[[ EXERCISE DATA, beginning ]]
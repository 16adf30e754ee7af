//! Time sources.

use parking_lot::Mutex;
use std::sync::Arc;
use std::time::{Duration, Instant, SystemTime, UNIX_EPOCH};

/// A source of wall-clock and monotonic time.
///
/// Wall-clock time stamps messages on the wire. Monotonic time drives timers
/// (suppression windows, drift ticks, reconnect delays) so they are immune to
/// wall-clock adjustments.
pub trait Clock: Send + Sync {
    /// Milliseconds since the unix epoch.
    fn unix_millis(&self) -> u64;

    /// Monotonic time since the clock was created.
    fn elapsed(&self) -> Duration;
}

/// The system clock.
#[derive(Debug, Clone)]
pub struct SystemClock {
    origin: Instant,
}

impl SystemClock {
    /// Creates a system clock whose monotonic origin is now.
    pub fn new() -> Self {
        Self {
            origin: Instant::now(),
        }
    }
}

impl Default for SystemClock {
    fn default() -> Self {
        Self::new()
    }
}

impl Clock for SystemClock {
    fn unix_millis(&self) -> u64 {
        SystemTime::now()
            .duration_since(UNIX_EPOCH)
            .map(|d| d.as_millis() as u64)
            .unwrap_or(0)
    }

    fn elapsed(&self) -> Duration {
        self.origin.elapsed()
    }
}

/// A manually advanced clock for deterministic tests.
///
/// Clones share the same timeline, so a test can hand one clone to the code
/// under test and advance another.
#[derive(Debug, Clone)]
pub struct ManualClock {
    inner: Arc<Mutex<ManualTime>>,
}

#[derive(Debug)]
struct ManualTime {
    unix_millis: u64,
    elapsed: Duration,
}

impl ManualClock {
    /// Creates a clock starting at the given unix time.
    pub fn new(start_unix_millis: u64) -> Self {
        Self {
            inner: Arc::new(Mutex::new(ManualTime {
                unix_millis: start_unix_millis,
                elapsed: Duration::ZERO,
            })),
        }
    }

    /// Advances both timelines.
    pub fn advance(&self, by: Duration) {
        let mut time = self.inner.lock();
        time.unix_millis += by.as_millis() as u64;
        time.elapsed += by;
    }

    /// Shifts only the wall clock, simulating skew between hosts.
    pub fn skew_wall(&self, millis: i64) {
        let mut time = self.inner.lock();
        time.unix_millis = time.unix_millis.saturating_add_signed(millis);
    }
}

impl Default for ManualClock {
    fn default() -> Self {
        Self::new(1_700_000_000_000)
    }
}

impl Clock for ManualClock {
    fn unix_millis(&self) -> u64 {
        self.inner.lock().unix_millis
    }

    fn elapsed(&self) -> Duration {
        self.inner.lock().elapsed
    }
}

#[cfg(test)]
mod tests {
    use super::*;

    #[test]
    fn manual_clock_shares_timeline() {
        let clock = ManualClock::new(1_000);
        let view = clock.clone();

        clock.advance(Duration::from_millis(250));
        assert_eq!(view.unix_millis(), 1_250);
        assert_eq!(view.elapsed(), Duration::from_millis(250));

        clock.skew_wall(-50);
        assert_eq!(view.unix_millis(), 1_200);
        assert_eq!(view.elapsed(), Duration::from_millis(250));
    }

    #[test]
    fn system_clock_is_monotonic() {
        let clock = SystemClock::new();
        let a = clock.elapsed();
        let b = clock.elapsed();
        assert!(b >= a);
        assert!(clock.unix_millis() > 1_600_000_000_000);
    }
}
[[ EXERCISE DATA, end ]]
Copy out the entries exactly. Begin at the first line and end with the line that has "pub trait Clock: Send".

repository 16adf30e754ee7af
//! Time sources.

use parking_lot::Mutex;
use std::sync::Arc;
use std::time::{Duration, Instant, SystemTime, UNIX_EPOCH};

/// A source of wall-clock and monotonic time.
///
/// Wall-clock time stamps messages on the wire. Monotonic time drives timers
/// (suppression windows, drift ticks, reconnect delays) so they are immune to
/// wall-clock adjustments.
pub trait Clock: Send + Sync {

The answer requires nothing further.